A história de Dara se assemelha a de diversos outros jovens em Caxias, que estão na mesma situação, disponíveis para adoção. Por não serem bebês, os preferidos na hora da escolha dos pretendentes, e cientes de que a adoção tardia, após os 12 anos, não é comum, eles já chegam aos abrigos e instituições sem expectativas de uma vida fora dali. Os números ajudam a entender essa falta de esperança. Na cidade, de acordo com o Juizado Regional da Infância e Juventude, há 21 crianças e adolescentes que aguardam por uma família, sendo que 12 deles têm mais de 11 anos; no Brasil, segundo o Cadastro Nacional de Adoção (CNA), 3.954 dos 6.583 estão nessa faixa etária, ou seja 60%. O perfil escolhido por quem está em busca de um filho também ilustra a desesperança: dos 230 pretendentes que estão na fila em Caxias, nenhum aceita crianças maiores de 9 anos.

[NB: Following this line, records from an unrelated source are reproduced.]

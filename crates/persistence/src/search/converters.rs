//! Value converters for the search index.
//!
//! Converts JSON element values into index-friendly values. Each supported
//! data type is mapped to the columns its parameter type is queried on:
//!
//! | Parameter | Source shapes | Stored as |
//! |-----------|---------------|-----------|
//! | string | string, HumanName, Address | raw + lower-cased text |
//! | token | code, boolean, Coding, CodeableConcept, Identifier, ContactPoint | system, code, display |
//! | date | date, dateTime, instant, Period | `[start, end)` interval |
//! | number | number, numeric string | value with low/high bounds |
//! | quantity | Quantity, Age, Duration | value with comparator bounds, unit |
//! | reference | Reference, reference string | canonical `(type, id)` |
//! | uri | string | text |

use std::str::FromStr;

use chrono::{Duration, FixedOffset, NaiveDate, NaiveDateTime, NaiveTime, TimeZone, Utc};
use once_cell::sync::Lazy;
use regex::Regex;
use rust_decimal::Decimal;
use rust_decimal::prelude::ToPrimitive;
use serde::{Deserialize, Serialize};
use serde_json::{Map, Value};

use crate::types::SearchParamType;

use super::errors::ExtractionError;

/// Format of instants stored in the index. Lexical order equals time order.
pub const INDEX_INSTANT_FORMAT: &str = "%Y-%m-%dT%H:%M:%S%.3f";

/// Lower bound used for open-started periods.
pub const MIN_INSTANT: &str = "0001-01-01T00:00:00.000";

/// Upper bound used for open-ended periods.
pub const MAX_INSTANT: &str = "9999-12-31T23:59:59.999";

static DATE_LITERAL: Lazy<Regex> = Lazy::new(|| {
    Regex::new(
        r"^(\d{4})(?:-(\d{2})(?:-(\d{2})(?:T(\d{2}):(\d{2})(?::(\d{2})(?:\.(\d{1,9}))?)?(Z|[+-]\d{2}:\d{2})?)?)?)?$",
    )
    .expect("date literal pattern is valid")
});

static LITERAL_REFERENCE: Lazy<Regex> = Lazy::new(|| {
    Regex::new(
        r"^(?:https?://.+/)?([A-Z][A-Za-z]+)/([A-Za-z0-9\-.]{1,64})(?:/_history/[A-Za-z0-9\-.]{1,64})?/?$",
    )
    .expect("reference pattern is valid")
});

/// A half-open time interval `[start, end)` in UTC.
#[derive(Debug, Clone, PartialEq, Eq, Serialize, Deserialize)]
pub struct DateRange {
    /// Inclusive start, formatted with [`INDEX_INSTANT_FORMAT`].
    pub start: String,
    /// Exclusive end, formatted with [`INDEX_INSTANT_FORMAT`].
    pub end: String,
}

impl DateRange {
    /// Parses a date, dateTime or instant literal into the interval its
    /// precision covers. `2024` covers the whole year.
    pub fn parse(literal: &str) -> Result<Self, String> {
        let (start, end) = parse_instant_bounds(literal)?;
        Ok(Self {
            start: format_instant(start),
            end: format_instant(end),
        })
    }

    /// Builds the interval of a Period from its optional bounds.
    pub fn period(start: Option<&str>, end: Option<&str>) -> Result<Self, String> {
        let start = match start {
            Some(s) => format_instant(parse_instant_bounds(s)?.0),
            None => MIN_INSTANT.to_string(),
        };
        let end = match end {
            Some(e) => format_instant(parse_instant_bounds(e)?.1),
            None => MAX_INSTANT.to_string(),
        };
        Ok(Self { start, end })
    }
}

fn format_instant(instant: NaiveDateTime) -> String {
    let formatted = instant.format(INDEX_INSTANT_FORMAT).to_string();
    if formatted.len() != MAX_INSTANT.len() || formatted.as_str() > MAX_INSTANT {
        MAX_INSTANT.to_string()
    } else {
        formatted
    }
}

fn parse_instant_bounds(literal: &str) -> Result<(NaiveDateTime, NaiveDateTime), String> {
    let caps = DATE_LITERAL
        .captures(literal.trim())
        .ok_or_else(|| format!("'{}' is not a valid date", literal))?;
    let num = |i: usize| -> Option<u32> { caps.get(i).and_then(|m| m.as_str().parse().ok()) };
    let invalid = || format!("'{}' is not a valid date", literal);

    let year: i32 = caps
        .get(1)
        .and_then(|m| m.as_str().parse().ok())
        .ok_or_else(invalid)?;

    let (Some(month), Some(day)) = (num(2), num(3)) else {
        // Year or year-month precision.
        let (start, end) = match num(2) {
            None => (
                NaiveDate::from_ymd_opt(year, 1, 1),
                NaiveDate::from_ymd_opt(year + 1, 1, 1),
            ),
            Some(month) => {
                let (ny, nm) = if month == 12 {
                    (year + 1, 1)
                } else {
                    (year, month + 1)
                };
                (
                    NaiveDate::from_ymd_opt(year, month, 1),
                    NaiveDate::from_ymd_opt(ny, nm, 1),
                )
            }
        };
        let (start, end) = start.zip(end).ok_or_else(invalid)?;
        return Ok((start.and_time(NaiveTime::MIN), end.and_time(NaiveTime::MIN)));
    };

    let date = NaiveDate::from_ymd_opt(year, month, day).ok_or_else(invalid)?;
    let (Some(hour), Some(minute)) = (num(4), num(5)) else {
        let start = date.and_time(NaiveTime::MIN);
        return Ok((start, start + Duration::days(1)));
    };

    let second = num(6);
    let fraction = caps.get(7).map(|m| m.as_str());
    let (nanos, width) = match fraction {
        Some(f) => {
            let digits = &f[..f.len().min(3)];
            let millis: u32 = format!("{:0<3}", digits).parse().map_err(|_| invalid())?;
            let width = match digits.len() {
                1 => Duration::milliseconds(100),
                2 => Duration::milliseconds(10),
                _ => Duration::milliseconds(1),
            };
            (millis * 1_000_000, width)
        }
        None if second.is_some() => (0, Duration::seconds(1)),
        None => (0, Duration::minutes(1)),
    };

    let time = NaiveTime::from_hms_nano_opt(hour, minute, second.unwrap_or(0), nanos)
        .ok_or_else(invalid)?;
    let local = date.and_time(time);

    let utc = match caps.get(8).map(|m| m.as_str()) {
        None | Some("Z") => local,
        Some(offset) => {
            let offset: FixedOffset = offset.parse().map_err(|_| invalid())?;
            offset
                .from_local_datetime(&local)
                .single()
                .map(|dt| dt.with_timezone(&Utc).naive_utc())
                .ok_or_else(invalid)?
        }
    };

    Ok((utc, utc + width))
}

/// Parses a decimal literal, accepting exponent notation.
pub fn parse_decimal(s: &str) -> Option<Decimal> {
    let s = s.trim();
    Decimal::from_str(s)
        .ok()
        .or_else(|| Decimal::from_scientific(s).ok())
}

/// Returns the implicit precision range `[low, high)` of a decimal literal:
/// `100` covers `[99.5, 100.5)`, `100.0` covers `[99.95, 100.05)`.
pub fn precision_range(value: Decimal) -> (Decimal, Decimal) {
    let half = Decimal::new(5, (value.scale() + 1).min(28));
    (value - half, value + half)
}

/// Converts a decimal to the floating representation stored in the index.
pub fn decimal_to_f64(value: Decimal) -> f64 {
    value.to_f64().unwrap_or(0.0)
}

/// A reference normalised to the target's type and id.
#[derive(Debug, Clone, PartialEq, Eq, Serialize, Deserialize)]
pub struct CanonicalReference {
    /// The target type, when it can be determined.
    pub resource_type: Option<String>,
    /// The target's logical id.
    pub id: String,
}

/// Normalises a reference in relative (`Patient/1`), absolute
/// (`http://host/fhir/Patient/1`, optionally `/_history/n`) or
/// bundle-internal (`urn:uuid:...`) form.
///
/// `declared_type` is `Reference.type`; `default_type` is used when the form
/// itself carries no type (bundle-internal references and bare ids).
/// Contained references (`#x`) are not resolvable and yield `None`.
pub fn canonicalize_reference(
    reference: &str,
    declared_type: Option<&str>,
    default_type: Option<&str>,
) -> Option<CanonicalReference> {
    let reference = reference.trim();
    if reference.is_empty() || reference.starts_with('#') {
        return None;
    }

    let fallback = || declared_type.or(default_type).map(String::from);

    for prefix in ["urn:uuid:", "urn:oid:"] {
        if let Some(id) = reference.strip_prefix(prefix) {
            return (!id.is_empty()).then(|| CanonicalReference {
                resource_type: fallback(),
                id: id.to_string(),
            });
        }
    }

    if let Some(caps) = LITERAL_REFERENCE.captures(reference) {
        return Some(CanonicalReference {
            resource_type: Some(caps[1].to_string()),
            id: caps[2].to_string(),
        });
    }

    // A bare id, as used in queries like `patient=123`.
    if !reference.contains('/') && !reference.contains(':') {
        return Some(CanonicalReference {
            resource_type: fallback(),
            id: reference.to_string(),
        });
    }

    None
}

/// A value extracted and converted for the search index.
#[derive(Debug, Clone, PartialEq, Serialize, Deserialize)]
pub enum IndexValue {
    /// String value.
    String {
        /// The value as written.
        raw: String,
        /// The lower-cased value used for default and `:contains` matching.
        normalized: String,
    },

    /// Token value.
    Token {
        /// Code system URI.
        system: Option<String>,
        /// Code value. `None` for text-only concepts.
        code: Option<String>,
        /// Display text (Coding.display or CodeableConcept.text).
        display: Option<String>,
    },

    /// Date interval.
    Date(DateRange),

    /// Number with bounds. Unbounded sides are `None`.
    Number {
        /// The stated value.
        value: Decimal,
        /// Lower bound.
        low: Option<Decimal>,
        /// Upper bound.
        high: Option<Decimal>,
    },

    /// Quantity with bounds and unit.
    Quantity {
        /// The stated value.
        value: Decimal,
        /// Lower bound, `None` for `<` and `<=` comparators.
        low: Option<Decimal>,
        /// Upper bound, `None` for `>` and `>=` comparators.
        high: Option<Decimal>,
        /// Human-readable unit.
        unit: Option<String>,
        /// Unit system URI.
        system: Option<String>,
        /// Unit code.
        code: Option<String>,
    },

    /// Reference to another resource.
    Reference {
        /// The reference as written.
        raw: String,
        /// Canonical target, when resolvable.
        target: Option<CanonicalReference>,
        /// `Reference.identifier` system, for `:identifier`.
        identifier_system: Option<String>,
        /// `Reference.identifier` value, for `:identifier`.
        identifier_value: Option<String>,
    },

    /// URI value.
    Uri(String),
}

impl IndexValue {
    /// Creates a string index value.
    pub fn string(s: impl Into<String>) -> Self {
        let raw = s.into();
        let normalized = normalize_string(&raw);
        IndexValue::String { raw, normalized }
    }

    /// Creates a token index value.
    pub fn token(system: Option<String>, code: impl Into<String>, display: Option<String>) -> Self {
        IndexValue::Token {
            system,
            code: Some(code.into()),
            display,
        }
    }

    /// Creates a token that only carries display text.
    pub fn token_text(display: impl Into<String>) -> Self {
        IndexValue::Token {
            system: None,
            code: None,
            display: Some(display.into()),
        }
    }

    /// Creates an exact number.
    pub fn number(value: Decimal) -> Self {
        IndexValue::Number {
            value,
            low: Some(value),
            high: Some(value),
        }
    }

    /// Returns the parameter type this value is appropriate for.
    pub fn param_type(&self) -> SearchParamType {
        match self {
            IndexValue::String { .. } => SearchParamType::String,
            IndexValue::Token { .. } => SearchParamType::Token,
            IndexValue::Date(_) => SearchParamType::Date,
            IndexValue::Number { .. } => SearchParamType::Number,
            IndexValue::Quantity { .. } => SearchParamType::Quantity,
            IndexValue::Reference { .. } => SearchParamType::Reference,
            IndexValue::Uri(_) => SearchParamType::Uri,
        }
    }
}

/// Lower-cases text for case-insensitive matching.
pub fn normalize_string(s: &str) -> String {
    s.trim().to_lowercase()
}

— Quanto mais tempo eles passam dentro das instituições, mais sem esperança eles ficam. Um dia na vida deles faz diferença. Nas casas lares, eles ainda se acostumam com a rotina, criam suas manias e não pensam em se adaptar em outro lugar. Alguns também não pensam em morar em outra casa porque gostariam de voltar para os pais biológicos, mesmo cientes de que eles não teriam estrutura para mantê-los. Nós não criamos essa expectativa com eles, já que sabemos que, infelizmente, a adoção de adolescentes é difícil — explica Ketlyn Girelli, psicóloga da Casa Lar Murialdo.

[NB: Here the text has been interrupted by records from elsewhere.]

//! Per-request context passed into every storage call.
//!
//! A [`RequestContext`] carries the request identifier used in log fields and a
//! [`CancellationToken`] that long-running work (writes before commit, include
//! expansion, history paging) polls between steps.

use tokio_util::sync::{CancellationToken, DropGuard};

use crate::error::{StorageResult, TransactionError};

/// Context for a single storage operation.
///
/// # Example
///
/// ```
/// use hcs_persistence::context::RequestContext;
///
/// let ctx = RequestContext::new();
/// assert!(!ctx.is_cancelled());
///
/// ctx.cancellation().cancel();
/// assert!(ctx.check_cancelled("search").is_err());
/// ```
#[derive(Debug, Clone)]
pub struct RequestContext {
    request_id: String,
    cancellation: CancellationToken,
}

impl RequestContext {
    /// Creates a context with a generated request id and a fresh token.
    pub fn new() -> Self {
        Self {
            request_id: uuid::Uuid::new_v4().to_string(),
            cancellation: CancellationToken::new(),
        }
    }

    /// Creates a context with an explicit request id.
    pub fn with_request_id(request_id: impl Into<String>) -> Self {
        Self {
            request_id: request_id.into(),
            cancellation: CancellationToken::new(),
        }
    }

    /// Replaces the cancellation token, e.g. with a child of a server-wide token.
    pub fn with_cancellation(mut self, token: CancellationToken) -> Self {
        self.cancellation = token;
        self
    }

    /// Returns the request id.
    pub fn request_id(&self) -> &str {
        &self.request_id
    }

    /// Returns the cancellation token.
    pub fn cancellation(&self) -> &CancellationToken {
        &self.cancellation
    }

    /// Returns a guard that cancels this context when dropped.
    ///
    /// Handlers hold the guard for the lifetime of the request so that an
    /// abandoned or timed-out request cancels any work still in flight.
    pub fn cancel_on_drop(&self) -> DropGuard {
        self.cancellation.clone().drop_guard()
    }

    /// Returns true once the token has been cancelled.
    pub fn is_cancelled(&self) -> bool {
        self.cancellation.is_cancelled()
    }

    /// Fails with [`TransactionError::Cancelled`] if the token was cancelled.
    pub fn check_cancelled(&self, operation: &str) -> StorageResult<()> {
        if self.cancellation.is_cancelled() {
            tracing::warn!(
                request_id = %self.request_id,
                operation = operation,
                "Operation cancelled"
            );
            return Err(TransactionError::Cancelled {
                operation: operation.to_string(),
            }
            .into());
        }
        Ok(())
    }
}

impl Default for RequestContext {
    fn default() -> Self {
        Self::new()
    }
}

Dara entrou na instituição, aos 16 anos, sem vontade de ser acolhida por outra família, mas também demorou para aceitar que o lar, que abriga no máximo oito crianças e jovens, seria seu novo endereço. Mas resolveu não cruzar os braços. Voltou a estudar e, há um ano, trabalha como atendente em uma padaria. Todo o dinheiro que ganha, guarda. A economia e a força de vontade fizeram com que ela conseguisse comprar o apartamento que hoje divide com João.

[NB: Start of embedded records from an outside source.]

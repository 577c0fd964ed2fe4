//! Compatibility model for dialect conversions.
//!
//! A [`VersionCompatibility`] summarises how well documents of one kind
//! convert between two dialects. It is derived from the field effects the
//! transformation plans declare, and composes across hops by taking the
//! worst level and the highest risk.

use serde::{Deserialize, Serialize};

use crate::types::ResourceKind;

use super::dialect::FhirDialect;

/// Coarse classification of a conversion's fidelity.
///
/// Ordered worst first, so `min` of two levels is the worse one.
#[derive(Debug, Clone, Copy, PartialEq, Eq, Hash, PartialOrd, Ord, Serialize, Deserialize)]
#[serde(rename_all = "lowercase")]
pub enum CompatibilityLevel {
    /// No conversion is possible.
    None,
    /// Conversion loses several fields.
    Minimal,
    /// Conversion loses a few fields.
    Partial,
    /// Conversion is lossless.
    Full,
}

impl CompatibilityLevel {
    /// Returns the lowercase name.
    pub fn as_str(&self) -> &'static str {
        match self {
            CompatibilityLevel::None => "none",
            CompatibilityLevel::Minimal => "minimal",
            CompatibilityLevel::Partial => "partial",
            CompatibilityLevel::Full => "full",
        }
    }
}

impl std::fmt::Display for CompatibilityLevel {
    fn fmt(&self, f: &mut std::fmt::Formatter<'_>) -> std::fmt::Result {
        f.write_str(self.as_str())
    }
}

/// Likelihood that a conversion drops data.
#[derive(Debug, Clone, Copy, PartialEq, Eq, Hash, PartialOrd, Ord, Serialize, Deserialize)]
#[serde(rename_all = "lowercase")]
pub enum DataLossRisk {
    /// Nothing is dropped.
    None,
    /// Only unusual documents lose data.
    Low,
    /// One field is dropped.
    Medium,
    /// Two fields are dropped.
    High,
    /// Most content is dropped, or conversion is impossible.
    Severe,
}

impl DataLossRisk {
    /// Returns the lowercase name.
    pub fn as_str(&self) -> &'static str {
        match self {
            DataLossRisk::None => "none",
            DataLossRisk::Low => "low",
            DataLossRisk::Medium => "medium",
            DataLossRisk::High => "high",
            DataLossRisk::Severe => "severe",
        }
    }
}

impl std::fmt::Display for DataLossRisk {
    fn fmt(&self, f: &mut std::fmt::Formatter<'_>) -> std::fmt::Result {
        f.write_str(self.as_str())
    }
}

/// Compatibility of one kind between a source and target dialect.
#[derive(Debug, Clone, PartialEq, Serialize, Deserialize)]
#[serde(rename_all = "camelCase")]
pub struct VersionCompatibility {
    /// Source dialect.
    pub source: FhirDialect,
    /// Target dialect.
    pub target: FhirDialect,
    /// The resource type.
    pub resource_type: String,
    /// Fidelity of the conversion.
    pub level: CompatibilityLevel,
    /// Likelihood of data loss.
    pub risk: DataLossRisk,
    /// Fields carried across, possibly under a new name.
    pub preserved_fields: Vec<String>,
    /// Fields with no counterpart in the target.
    pub lost_fields: Vec<String>,
    /// Fields that only exist in the target.
    pub added_fields: Vec<String>,
}

impl VersionCompatibility {
    /// A lossless conversion with no declared field changes.
    pub fn full(kind: &ResourceKind, source: FhirDialect, target: FhirDialect) -> Self {
        Self {
            source,
            target,
            resource_type: kind.as_str().to_string(),
            level: CompatibilityLevel::Full,
            risk: DataLossRisk::None,
            preserved_fields: Vec::new(),
            lost_fields: Vec::new(),
            added_fields: Vec::new(),
        }
    }

    /// A conversion that cannot be performed at all.
    pub fn unavailable(kind: &ResourceKind, source: FhirDialect, target: FhirDialect) -> Self {
        Self {
            level: CompatibilityLevel::None,
            risk: DataLossRisk::Severe,
            ..Self::full(kind, source, target)
        }
    }

    /// Builds the compatibility from declared field effects.
    ///
    /// `conditional_loss` is set when some rule only loses data for certain
    /// documents (e.g. collapsing a list to one element).
    pub fn from_fields(
        kind: &ResourceKind,
        source: FhirDialect,
        target: FhirDialect,
        preserved_fields: Vec<String>,
        lost_fields: Vec<String>,
        added_fields: Vec<String>,
        conditional_loss: bool,
    ) -> Self {
        let level = match lost_fields.len() {
            0 => CompatibilityLevel::Full,
            1 | 2 => CompatibilityLevel::Partial,
            _ => CompatibilityLevel::Minimal,
        };
        let risk = match (lost_fields.len(), conditional_loss) {
            (0, false) => DataLossRisk::None,
            (0, true) => DataLossRisk::Low,
            (1, _) => DataLossRisk::Medium,
            (2, _) => DataLossRisk::High,
            _ => DataLossRisk::Severe,
        };

        Self {
            source,
            target,
            resource_type: kind.as_str().to_string(),
            level,
            risk,
            preserved_fields,
            lost_fields,
            added_fields,
        }
    }

    /// Returns true if the conversion can be attempted.
    pub fn is_available(&self) -> bool {
        self.level != CompatibilityLevel::None
    }

    /// Composes this hop with the following one.
    pub fn then(mut self, next: &VersionCompatibility) -> Self {
        self.target = next.target;
        self.level = self.level.min(next.level);
        self.risk = self.risk.max(next.risk);
        merge_unique(&mut self.preserved_fields, &next.preserved_fields);
        merge_unique(&mut self.lost_fields, &next.lost_fields);
        merge_unique(&mut self.added_fields, &next.added_fields);
        self
    }
}

fn merge_unique(into: &mut Vec<String>, from: &[String]) {
    for field in from {
        if !into.contains(field) {
            into.push(field.clone());
        }
    }
}

#[cfg(test)]
mod tests {
    use super::*;

    #[test]
    fn test_level_from_lost_fields() {
        let kind = ResourceKind::Encounter;
        let c = VersionCompatibility::from_fields(
            &kind,
            FhirDialect::R5,
            FhirDialect::R4,
            vec!["class".into()],
            vec!["virtualService".into()],
            vec![],
            true,
        );
        assert_eq!(c.level, CompatibilityLevel::Partial);
        assert_eq!(c.risk, DataLossRisk::Medium);

        let lossless = VersionCompatibility::from_fields(
            &kind,
            FhirDialect::R4,
            FhirDialect::R5,
            vec![],
            vec![],
            vec![],
            false,
        );
        assert_eq!(lossless.level, CompatibilityLevel::Full);
        assert_eq!(lossless.risk, DataLossRisk::None);
    }

    #[test]
    fn test_compose_takes_worst() {
        let kind = ResourceKind::Encounter;
        let first = VersionCompatibility::full(&kind, FhirDialect::R6, FhirDialect::R5);
        let second = VersionCompatibility::from_fields(
            &kind,
            FhirDialect::R5,
            FhirDialect::R4,
            vec![],
            vec!["virtualService".into()],
            vec![],
            false,
        );
        let composed = first.then(&second);
        assert_eq!(composed.source, FhirDialect::R6);
        assert_eq!(composed.target, FhirDialect::R4);
        assert_eq!(composed.level, CompatibilityLevel::Partial);
        assert_eq!(composed.lost_fields, vec!["virtualService".to_string()]);
    }

    #[test]
    fn test_unavailable() {
        let c = VersionCompatibility::unavailable(
            &ResourceKind::Media,
            FhirDialect::R4,
            FhirDialect::R5,
        );
        assert!(!c.is_available());
        assert_eq!(c.risk, DataLossRisk::Severe);
    }
}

— Sempre fui bem tratada na casa lar, mas sabia que não seria meu lugar para sempre. Optei por dar um rumo para a minha vida. Não foi fácil, e nem está sendo, mas tudo vai ir para o seu lugar. Sei que tem quem olha para casa, de fora, e pensa "coitadas das crianças que moram aí", mas não é assim. Se você souber aproveitar todas as oportunidades antes de completar 18, vive muito bem depois. A cabeça só precisa ficar no lugar — diz Dara.
A jovem passou no vestibular no início do ano, mas ainda não começou a cursar em função da mudança para a nova casa. Com um sorriso largo e sem pensar muito, conta que planeja cursar Pedagogia para trabalhar com crianças. Embora goste de organizar a vida, não faz grandes planos:
— Não gosto de me frustrar. A vida sempre me mostrou que sonhar muito não é bom.